El particular “camino de Damasco” de Darius Maxey tuvo a su abuela como gran impulsora. Cantante en el coro de su iglesia local, la mujer se ayudaba de Darius para ensayar las canciones que cantaría el domingo siguiente. Un día, cantando juntos, elevando loas a Jesús y proclamando su insignificancia ante los ojos de Dios (o así lo supongo), su abuela fue bajando gradualmente la voz hasta quedar en silencio. Su nieto siguió cantando, asumiendo el protagonismo. Ese día, el joven Darius, de seis años, imagino que estudiante de primer curso, desapareció, siendo reemplazado por Darius Maxey, niño prodigio del gospel y artista callejero infantil.
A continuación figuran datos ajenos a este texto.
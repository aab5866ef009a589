use std::time::UNIX_EPOCH;

use thiserror::Error;
use trustvote_interface::services::storage::PhotoFile;
use trustvote_interface::{AccountAddress, Timestamp};

/// Fewest candidates an election can have.
pub const MIN_CANDIDATES: usize = 2;
/// Most candidates an election can have.
pub const MAX_CANDIDATES: usize = 3;

/// The first validation rule the form breaks.
#[derive(Debug, Clone, PartialEq, Eq, Error)]
pub enum ValidationError {
    /// Fewer than two candidates.
    #[error("an election needs at least {MIN_CANDIDATES} candidates")]
    TooFewCandidates,
    /// The title is blank.
    #[error("title is required")]
    MissingTitle,
    /// The description is blank.
    #[error("description is required")]
    MissingDescription,
    /// The start or end date is missing.
    #[error("start and end dates are required")]
    MissingDates,
    /// A candidate has no name.
    #[error("candidate {position} needs a name")]
    MissingCandidateName {
        /// 1-based position of the candidate.
        position: usize,
    },
    /// The whitelist is empty.
    #[error("the whitelist needs at least one address")]
    EmptyWhitelist,
    /// A date could not be parsed.
    #[error("invalid date {0:?}, expected YYYY-MM-DDTHH:MM")]
    InvalidDate(String),
    /// The end date is not after the start date.
    #[error("end date must be after start date")]
    EndNotAfterStart,
    /// A candidate has no photo.
    #[error("candidate {position} needs a photo")]
    MissingPhoto {
        /// 1-based position of the candidate.
        position: usize,
    },
    /// A whitelist entry is not a valid address.
    #[error("invalid whitelist address {0:?}")]
    InvalidWhitelistEntry(String),
    /// No contract address is configured.
    #[error("no contract address configured")]
    MissingContractAddress,
}

/// Parses a `YYYY-MM-DDTHH:MM[:SS]` date as UTC.
pub fn parse_datetime(input: &str) -> Option<Timestamp> {
    let input = input.trim();
    let with_seconds;
    let input = if input.len() == "YYYY-MM-DDTHH:MM".len() {
        with_seconds = format!("{input}:00");
        with_seconds.as_str()
    } else {
        input
    };
    let time = humantime::parse_rfc3339_weak(input).ok()?;
    let secs = time.duration_since(UNIX_EPOCH).ok()?.as_secs();
    Some(Timestamp::from_secs(secs))
}

/// One candidate row of the form.
#[derive(Debug, Clone, PartialEq, Eq)]
pub struct CandidateInput {
    /// Form-local key, stable while the row exists.
    pub local_id: u32,
    /// Candidate name.
    pub name: String,
    /// Selected photo, if any.
    pub photo: Option<PhotoFile>,
}

impl CandidateInput {
    fn empty(local_id: u32) -> Self {
        Self {
            local_id,
            name: String::new(),
            photo: None,
        }
    }
}

/// A form that passed validation, with its dates parsed.
#[derive(Debug, Clone, PartialEq, Eq)]
pub struct ValidatedForm {
    /// Trimmed title.
    pub title: String,
    /// Trimmed description.
    pub description: String,
    /// Voting opens.
    pub start: Timestamp,
    /// Voting closes.
    pub end: Timestamp,
    /// Candidate names and photos, in form order.
    pub candidates: Vec<(String, PhotoFile)>,
    /// Parsed whitelist, in form order.
    pub whitelist: Vec<AccountAddress>,
    /// Contract the election is created on.
    pub contract_address: AccountAddress,
}

/// The election creation form.
#[derive(Debug, Clone, PartialEq, Eq)]
pub struct ElectionForm {
    /// Election title.
    pub title: String,
    /// Election description.
    pub description: String,
    /// Start date input.
    pub start: String,
    /// End date input.
    pub end: String,
    candidates: Vec<CandidateInput>,
    whitelist: Vec<String>,
    next_candidate_id: u32,
}

impl Default for ElectionForm {
    fn default() -> Self {
        Self {
            title: String::new(),
            description: String::new(),
            start: String::new(),
            end: String::new(),
            candidates: vec![CandidateInput::empty(1), CandidateInput::empty(2)],
            whitelist: Vec::new(),
            next_candidate_id: 3,
        }
    }
}

impl ElectionForm {
    /// An empty form with two candidate rows.
    pub fn new() -> Self {
        Self::default()
    }

    /// Candidate rows, in display order.
    pub fn candidates(&self) -> &[CandidateInput] {
        &self.candidates
    }

    /// A candidate row by local id.
    pub fn candidate_mut(&mut self, local_id: u32) -> Option<&mut CandidateInput> {
        self.candidates.iter_mut().find(|c| c.local_id == local_id)
    }

    /// Appends an empty candidate row. Returns its local id, or `None` at the maximum.
    pub fn add_candidate(&mut self) -> Option<u32> {
        if self.candidates.len() >= MAX_CANDIDATES {
            return None;
        }
        let local_id = self.next_candidate_id;
        self.next_candidate_id += 1;
        self.candidates.push(CandidateInput::empty(local_id));
        Some(local_id)
    }

    /// Deletes a candidate row. No-op at the minimum or for an unknown id.
    pub fn remove_candidate(&mut self, local_id: u32) -> bool {
        if self.candidates.len() <= MIN_CANDIDATES {
            return false;
        }
        let before = self.candidates.len();
        self.candidates.retain(|c| c.local_id != local_id);
        self.candidates.len() != before
    }

    /// Addresses saved from the whitelist dialog.
    pub fn whitelist(&self) -> &[String] {
        &self.whitelist
    }

    /// Stores the list saved from the whitelist dialog.
    pub fn set_whitelist(&mut self, entries: Vec<String>) {
        self.whitelist = entries;
    }

    /// Back to the initial state.
    pub fn reset(&mut self) {
        *self = Self::default();
    }

    /// Checks the form, stopping at the first broken rule.
    pub fn validate(
        &self,
        contract_address: Option<AccountAddress>,
    ) -> Result<ValidatedForm, ValidationError> {
        if self.candidates.len() < MIN_CANDIDATES {
            return Err(ValidationError::TooFewCandidates);
        }
        let title = self.title.trim();
        if title.is_empty() {
            return Err(ValidationError::MissingTitle);
        }
        let description = self.description.trim();
        if description.is_empty() {
            return Err(ValidationError::MissingDescription);
        }
        if self.start.trim().is_empty() || self.end.trim().is_empty() {
            return Err(ValidationError::MissingDates);
        }
        if let Some(position) = self.candidates.iter().position(|c| c.name.trim().is_empty()) {
            return Err(ValidationError::MissingCandidateName {
                position: position + 1,
            });
        }
        if self.whitelist.is_empty() {
            return Err(ValidationError::EmptyWhitelist);
        }

        let start = parse_datetime(&self.start)
            .ok_or_else(|| ValidationError::InvalidDate(self.start.clone()))?;
        let end = parse_datetime(&self.end)
            .ok_or_else(|| ValidationError::InvalidDate(self.end.clone()))?;
        if start >= end {
            return Err(ValidationError::EndNotAfterStart);
        }

        let mut candidates = Vec::with_capacity(self.candidates.len());
        for (idx, candidate) in self.candidates.iter().enumerate() {
            let photo = candidate
                .photo
                .clone()
                .ok_or(ValidationError::MissingPhoto { position: idx + 1 })?;
            candidates.push((candidate.name.trim().to_string(), photo));
        }

        let whitelist = self
            .whitelist
            .iter()
            .map(|entry| {
                entry
                    .trim()
                    .parse()
                    .map_err(|_| ValidationError::InvalidWhitelistEntry(entry.clone()))
            })
            .collect::<Result<Vec<AccountAddress>, _>>()?;

        let contract_address = contract_address.ok_or(ValidationError::MissingContractAddress)?;

        Ok(ValidatedForm {
            title: title.to_string(),
            description: description.to_string(),
            start,
            end,
            candidates,
            whitelist,
            contract_address,
        })
    }
}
“En ese momento”, me contó Darius, “arrancó mi carrera como artista. Nunca pensé que la música llegaría a ser tan importante en mi vida”. Su tono era el de un hombre que ya lo hubiera visto todo y se estuviera confesando con alguien en la atmósfera llena de humo de algún bar de copas a altas horas de la madrugada, y no sentado en un bordillo de la tercera calle del paseo marítimo de Santa Mónica, acompañado de su madre, Dedra.

Su tono desencantado bien podría ser resultado de un encuentro que yo acababa de presenciar y que Darius me dijo que había sido la peor experiencia que hasta la fecha había tenido en el mundo de la música. “Esa mujer es una maleducada, maleducada, maleducada. Lo repito: ¡maleducada!” La mujer en cuestión, la de la fotografía de la derecha, es otra intérprete callejera, con la que Darius se había enzarzado en una disputa territorial por espacio de una hora. Instalados a poca distancia el uno de la otra, habían estado cantando a la vez, solapándose, hasta que Darius, quizá superado, decidió que ya había tenido bastante y, tras hablarlo con su madre, anunció a las tres o cuatro personas que podría decirse que le estaban siguiendo (dicho sin intención de menospreciarle: el chaval realmente sabe cantar), “Lo siento. Yo soy un artista respetuoso, pero aquí se nos está tratando con una gran falta de respeto”. Y dejó de actuar.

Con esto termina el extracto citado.